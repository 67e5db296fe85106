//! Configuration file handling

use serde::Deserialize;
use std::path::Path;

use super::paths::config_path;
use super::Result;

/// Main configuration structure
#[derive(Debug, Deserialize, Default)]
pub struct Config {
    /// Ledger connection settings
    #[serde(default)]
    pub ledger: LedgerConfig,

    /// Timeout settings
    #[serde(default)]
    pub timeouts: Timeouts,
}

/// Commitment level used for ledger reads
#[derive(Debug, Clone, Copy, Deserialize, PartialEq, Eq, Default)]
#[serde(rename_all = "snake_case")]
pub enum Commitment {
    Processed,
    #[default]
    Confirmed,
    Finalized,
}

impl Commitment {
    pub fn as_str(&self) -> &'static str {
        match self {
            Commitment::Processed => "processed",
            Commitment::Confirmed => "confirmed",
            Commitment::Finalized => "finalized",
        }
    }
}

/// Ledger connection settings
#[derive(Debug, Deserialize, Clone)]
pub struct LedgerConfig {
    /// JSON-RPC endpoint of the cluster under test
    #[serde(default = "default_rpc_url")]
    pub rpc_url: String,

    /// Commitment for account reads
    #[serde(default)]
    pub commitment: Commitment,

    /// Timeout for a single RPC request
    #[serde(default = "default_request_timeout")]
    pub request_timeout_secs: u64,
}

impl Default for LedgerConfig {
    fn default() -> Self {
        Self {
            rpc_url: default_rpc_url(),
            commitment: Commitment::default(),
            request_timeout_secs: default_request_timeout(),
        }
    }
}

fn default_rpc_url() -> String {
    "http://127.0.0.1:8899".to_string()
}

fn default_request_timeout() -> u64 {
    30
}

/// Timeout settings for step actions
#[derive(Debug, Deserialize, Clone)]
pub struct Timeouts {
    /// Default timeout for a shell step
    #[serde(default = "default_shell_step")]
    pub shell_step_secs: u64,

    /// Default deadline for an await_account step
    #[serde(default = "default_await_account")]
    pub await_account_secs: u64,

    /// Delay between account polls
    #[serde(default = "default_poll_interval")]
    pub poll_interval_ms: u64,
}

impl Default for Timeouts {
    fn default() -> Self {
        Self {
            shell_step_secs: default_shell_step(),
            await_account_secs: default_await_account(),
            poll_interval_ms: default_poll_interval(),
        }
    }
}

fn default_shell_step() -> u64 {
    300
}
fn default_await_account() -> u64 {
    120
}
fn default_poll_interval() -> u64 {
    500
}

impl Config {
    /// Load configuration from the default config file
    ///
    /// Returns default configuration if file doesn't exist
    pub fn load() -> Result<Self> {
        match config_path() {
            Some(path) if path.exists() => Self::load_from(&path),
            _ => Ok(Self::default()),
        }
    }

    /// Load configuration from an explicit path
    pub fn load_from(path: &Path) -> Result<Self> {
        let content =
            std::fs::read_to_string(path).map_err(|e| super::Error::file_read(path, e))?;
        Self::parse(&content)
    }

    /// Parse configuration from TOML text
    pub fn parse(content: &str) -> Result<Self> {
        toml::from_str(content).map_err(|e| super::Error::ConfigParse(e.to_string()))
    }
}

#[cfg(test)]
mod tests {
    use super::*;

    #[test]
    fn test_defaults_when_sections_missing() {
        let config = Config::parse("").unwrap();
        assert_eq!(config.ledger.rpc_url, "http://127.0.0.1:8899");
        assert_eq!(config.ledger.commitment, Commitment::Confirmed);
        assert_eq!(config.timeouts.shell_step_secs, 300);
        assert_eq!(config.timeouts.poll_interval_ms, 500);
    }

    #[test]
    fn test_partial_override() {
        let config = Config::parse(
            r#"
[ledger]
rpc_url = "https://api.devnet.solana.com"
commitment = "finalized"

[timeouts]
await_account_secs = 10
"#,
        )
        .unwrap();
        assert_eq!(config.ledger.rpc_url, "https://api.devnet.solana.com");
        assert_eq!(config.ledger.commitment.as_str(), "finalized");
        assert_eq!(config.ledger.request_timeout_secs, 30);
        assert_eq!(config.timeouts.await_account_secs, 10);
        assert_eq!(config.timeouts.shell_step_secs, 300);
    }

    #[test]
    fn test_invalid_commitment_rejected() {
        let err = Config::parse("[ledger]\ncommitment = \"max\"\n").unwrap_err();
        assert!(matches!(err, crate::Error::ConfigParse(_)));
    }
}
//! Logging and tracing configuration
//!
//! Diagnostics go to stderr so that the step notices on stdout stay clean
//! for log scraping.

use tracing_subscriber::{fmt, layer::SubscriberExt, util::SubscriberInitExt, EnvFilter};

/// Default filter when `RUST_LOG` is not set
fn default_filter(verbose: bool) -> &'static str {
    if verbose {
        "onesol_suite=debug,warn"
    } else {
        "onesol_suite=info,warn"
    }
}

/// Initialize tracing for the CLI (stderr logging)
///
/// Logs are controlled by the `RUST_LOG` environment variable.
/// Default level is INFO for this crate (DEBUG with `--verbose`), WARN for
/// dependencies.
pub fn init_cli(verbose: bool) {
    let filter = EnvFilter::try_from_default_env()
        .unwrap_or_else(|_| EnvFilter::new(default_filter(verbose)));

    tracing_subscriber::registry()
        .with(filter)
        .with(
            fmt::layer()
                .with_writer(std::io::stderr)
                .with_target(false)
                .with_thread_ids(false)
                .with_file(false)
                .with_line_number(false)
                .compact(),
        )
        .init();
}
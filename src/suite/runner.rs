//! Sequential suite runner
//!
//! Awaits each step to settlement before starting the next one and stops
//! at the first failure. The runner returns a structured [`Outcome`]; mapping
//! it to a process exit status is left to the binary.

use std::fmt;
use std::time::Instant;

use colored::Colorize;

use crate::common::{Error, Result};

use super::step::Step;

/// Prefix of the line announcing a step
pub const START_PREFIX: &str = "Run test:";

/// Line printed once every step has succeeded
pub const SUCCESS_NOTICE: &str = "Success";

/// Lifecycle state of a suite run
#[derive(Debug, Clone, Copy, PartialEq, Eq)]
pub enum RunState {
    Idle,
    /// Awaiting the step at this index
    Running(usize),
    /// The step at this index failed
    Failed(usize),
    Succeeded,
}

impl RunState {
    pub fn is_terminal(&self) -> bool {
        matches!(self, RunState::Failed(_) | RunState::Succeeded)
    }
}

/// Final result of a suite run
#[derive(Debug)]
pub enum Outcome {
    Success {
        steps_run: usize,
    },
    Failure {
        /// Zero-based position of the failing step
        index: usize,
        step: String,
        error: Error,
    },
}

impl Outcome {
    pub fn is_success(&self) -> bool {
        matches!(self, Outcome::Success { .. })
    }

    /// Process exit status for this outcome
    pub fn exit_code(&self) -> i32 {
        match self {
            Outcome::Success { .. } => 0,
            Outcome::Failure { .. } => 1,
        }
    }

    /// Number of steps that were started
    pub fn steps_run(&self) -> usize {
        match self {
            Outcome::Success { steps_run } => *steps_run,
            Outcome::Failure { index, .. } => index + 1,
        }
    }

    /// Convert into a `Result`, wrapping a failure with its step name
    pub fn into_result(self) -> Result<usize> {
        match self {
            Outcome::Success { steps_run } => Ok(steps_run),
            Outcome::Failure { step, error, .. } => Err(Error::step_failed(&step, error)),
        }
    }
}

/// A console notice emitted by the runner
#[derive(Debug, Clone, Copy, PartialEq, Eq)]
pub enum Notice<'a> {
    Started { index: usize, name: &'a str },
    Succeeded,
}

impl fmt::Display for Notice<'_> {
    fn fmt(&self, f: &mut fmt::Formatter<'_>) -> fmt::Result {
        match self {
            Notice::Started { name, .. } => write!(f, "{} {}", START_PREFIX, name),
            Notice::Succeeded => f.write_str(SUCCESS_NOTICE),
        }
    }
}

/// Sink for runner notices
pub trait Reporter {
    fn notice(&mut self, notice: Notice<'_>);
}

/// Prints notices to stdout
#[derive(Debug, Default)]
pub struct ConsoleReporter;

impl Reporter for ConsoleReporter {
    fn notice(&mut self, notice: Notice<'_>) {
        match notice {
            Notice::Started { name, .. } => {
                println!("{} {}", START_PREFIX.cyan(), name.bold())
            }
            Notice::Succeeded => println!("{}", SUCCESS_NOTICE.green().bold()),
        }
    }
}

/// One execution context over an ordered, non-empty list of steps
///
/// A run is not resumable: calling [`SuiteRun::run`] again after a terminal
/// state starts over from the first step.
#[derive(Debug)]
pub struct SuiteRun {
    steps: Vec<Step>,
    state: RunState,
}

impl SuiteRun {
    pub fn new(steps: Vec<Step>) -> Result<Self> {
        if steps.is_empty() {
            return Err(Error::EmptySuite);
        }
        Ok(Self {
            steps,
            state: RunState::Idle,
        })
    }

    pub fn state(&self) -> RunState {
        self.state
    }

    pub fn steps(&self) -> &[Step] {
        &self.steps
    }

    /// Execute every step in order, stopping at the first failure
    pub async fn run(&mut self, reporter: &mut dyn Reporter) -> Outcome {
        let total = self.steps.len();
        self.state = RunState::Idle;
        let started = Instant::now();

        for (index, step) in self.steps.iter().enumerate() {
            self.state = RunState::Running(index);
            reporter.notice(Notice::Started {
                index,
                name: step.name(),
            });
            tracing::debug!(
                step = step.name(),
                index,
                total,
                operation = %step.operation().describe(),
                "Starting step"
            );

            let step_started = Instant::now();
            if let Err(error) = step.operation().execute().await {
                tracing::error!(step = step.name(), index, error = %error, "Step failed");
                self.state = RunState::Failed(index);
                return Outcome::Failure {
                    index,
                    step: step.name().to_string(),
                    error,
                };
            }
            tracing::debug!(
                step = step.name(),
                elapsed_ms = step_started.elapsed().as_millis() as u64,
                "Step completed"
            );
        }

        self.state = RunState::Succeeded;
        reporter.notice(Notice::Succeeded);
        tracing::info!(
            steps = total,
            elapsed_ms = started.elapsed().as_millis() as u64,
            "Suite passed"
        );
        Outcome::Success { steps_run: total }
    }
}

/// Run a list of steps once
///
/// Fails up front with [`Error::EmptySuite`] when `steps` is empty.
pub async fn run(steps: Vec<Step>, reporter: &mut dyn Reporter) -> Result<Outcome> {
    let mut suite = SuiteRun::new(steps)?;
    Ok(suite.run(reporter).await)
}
+---+
● Directions: Please copy out each line of the material that holds the string "Confirmed".

● Final answer:
    Confirmed,
            Commitment::Confirmed => "confirmed",
        assert_eq!(config.ledger.commitment, Commitment::Confirmed);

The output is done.